- [Required action] Count every line below containing "mechanism"; state the number only.

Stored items
──────────
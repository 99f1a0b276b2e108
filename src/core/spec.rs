//! # Spec Loader Module / 规格加载模块
//!
//! Parses the `;`-delimited spec file into an ordered list of matrix entries.
//! Each non-blank line that does not start with `#` is one record:
//!
//! ```text
//! image;tests;extras;pipreq;pipopts;label
//! ```
//!
//! Only `image` is mandatory. Missing or empty fields take their defaults.
//!
//! 将以 `;` 分隔的规格文件解析为有序的矩阵条目列表。
//! 只有 `image` 是必需的，缺失或为空的字段使用默认值。

use serde::{Deserialize, Serialize};
use std::fs;
use std::path::Path;

use crate::core::error::{MatrixError, Result};

/// Default optional dependency groups installed with the project.
pub const DEFAULT_EXTRAS: &str = "dev";
/// Default install mechanism.
pub const DEFAULT_PIPREQ: &str = "pip";

const FIELD_SEPARATOR: char = ';';
const COMMENT_PREFIX: char = '#';

/// One configured (image, test selector, install options) unit to execute.
/// 一个配置好的（镜像、测试选择器、安装选项）执行单元。
#[derive(Debug, Clone, PartialEq, Eq, Serialize, Deserialize)]
pub struct MatrixEntry {
    /// Container image reference. Never empty.
    /// 容器镜像引用，永不为空。
    pub image: String,
    /// Test selector; empty runs the project's default suite.
    /// 测试选择器；为空时运行项目的默认测试套件。
    pub tests: String,
    /// Comma-separated optional dependency groups.
    /// 以逗号分隔的可选依赖组。
    pub extras: String,
    /// Install mechanism, e.g. `pip` or `uv pip`.
    /// 安装机制，例如 `pip` 或 `uv pip`。
    pub pipreq: String,
    /// Extra install flags.
    /// 额外的安装参数。
    pub pipopts: String,
    /// Human identifier used in log directory and archive names.
    /// 用于日志目录和归档名称的可读标识。
    pub label: String,
}

impl MatrixEntry {
    /// Builds an entry from optional raw fields, applying defaults to any
    /// field that is missing or empty.
    ///
    /// 从可选的原始字段构建条目，对缺失或为空的字段应用默认值。
    pub fn from_fields(
        image: &str,
        tests: Option<&str>,
        extras: Option<&str>,
        pipreq: Option<&str>,
        pipopts: Option<&str>,
        label: Option<&str>,
    ) -> Result<Self> {
        let image = image.trim();
        if image.is_empty() {
            return Err(MatrixError::Configuration(
                "a matrix entry requires a non-empty image".to_string(),
            ));
        }

        fn field(value: Option<&str>) -> Option<&str> {
            value.map(str::trim).filter(|v| !v.is_empty())
        }
        let tests = field(tests).unwrap_or_default().to_string();
        let label = match field(label) {
            Some(label) => label.to_string(),
            None => derive_label(&tests),
        };

        Ok(Self {
            image: image.to_string(),
            extras: field(extras).unwrap_or(DEFAULT_EXTRAS).to_string(),
            pipreq: field(pipreq).unwrap_or(DEFAULT_PIPREQ).to_string(),
            pipopts: field(pipopts).unwrap_or_default().to_string(),
            tests,
            label,
        })
    }

    /// Shorthand for an entry with only an image; every other field defaults.
    pub fn for_image(image: &str) -> Result<Self> {
        Self::from_fields(image, None, None, None, None, None)
    }

    /// The image reference flattened into a file-name-safe key, keeping its
    /// path components in order, e.g. `ghcr.io/org/py:3.11` becomes
    /// `ghcr.io_org_py_3.11`.
    pub fn image_key(&self) -> String {
        path_safe(&self.image)
    }

    /// The label flattened the same way, so it can never add a path
    /// component to the log directory key.
    pub fn label_key(&self) -> String {
        path_safe(&self.label)
    }

    /// `image/label`, or just the image when the label is empty.
    pub fn display_name(&self) -> String {
        if self.label.is_empty() {
            self.image.clone()
        } else {
            format!("{}/{}", self.image, self.label)
        }
    }
}

/// Keeps `[A-Za-z0-9._-]` and maps everything else to `_`. A result made
/// only of dots is mapped to underscores as well.
fn path_safe(value: &str) -> String {
    let flat: String = value
        .chars()
        .map(|c| {
            if c.is_ascii_alphanumeric() || c == '.' || c == '-' || c == '_' {
                c
            } else {
                '_'
            }
        })
        .collect();
    if !flat.is_empty() && flat.chars().all(|c| c == '.') {
        flat.replace('.', "_")
    } else {
        flat
    }
}

/// Derives a label from a test selector by replacing every non-alphanumeric
/// character with `_`. An empty selector yields an empty label.
///
/// 通过将测试选择器中所有非字母数字字符替换为 `_` 来派生标签。
pub fn derive_label(tests: &str) -> String {
    tests.replace(|c: char| !c.is_alphanumeric(), "_")
}

/// Parses spec file content into matrix entries, preserving line order.
///
/// # Errors
/// Returns `MatrixError::Configuration` for a record whose image field is empty.
///
/// 将规格文件内容解析为矩阵条目，保持行顺序。
pub fn parse_specs(content: &str) -> Result<Vec<MatrixEntry>> {
    let mut entries = Vec::new();

    for (index, raw_line) in content.lines().enumerate() {
        let line = raw_line.trim();
        if line.is_empty() || line.starts_with(COMMENT_PREFIX) {
            continue;
        }

        // The label keeps any further separators.
        let mut fields = line.splitn(6, FIELD_SEPARATOR);
        let image = fields.next().unwrap_or_default();
        if image.trim().is_empty() {
            return Err(MatrixError::Configuration(format!(
                "line {}: missing image in record '{}'",
                index + 1,
                line
            )));
        }

        let entry = MatrixEntry::from_fields(
            image,
            fields.next(),
            fields.next(),
            fields.next(),
            fields.next(),
            fields.next(),
        )?;
        entries.push(entry);
    }

    Ok(entries)
}

/// Reads and parses a spec file. `~` and environment variables in the path
/// are expanded first.
///
/// # Errors
/// Returns `MatrixError::Configuration` if the file cannot be read or a
/// record is malformed.
///
/// 读取并解析规格文件。路径中的 `~` 和环境变量会先被展开。
pub fn load_specs(path: &Path) -> Result<Vec<MatrixEntry>> {
    let raw = path.to_string_lossy();
    let expanded = shellexpand::full(&raw)
        .map_err(|e| MatrixError::Configuration(format!("cannot expand '{raw}': {e}")))?;
    let path = Path::new(expanded.as_ref());

    let content = fs::read_to_string(path).map_err(|e| {
        MatrixError::Configuration(format!("cannot read spec file {}: {}", path.display(), e))
    })?;

    tracing::debug!(path = %path.display(), "loading matrix specs");
    parse_specs(&content)
}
──────────
- [Output] 2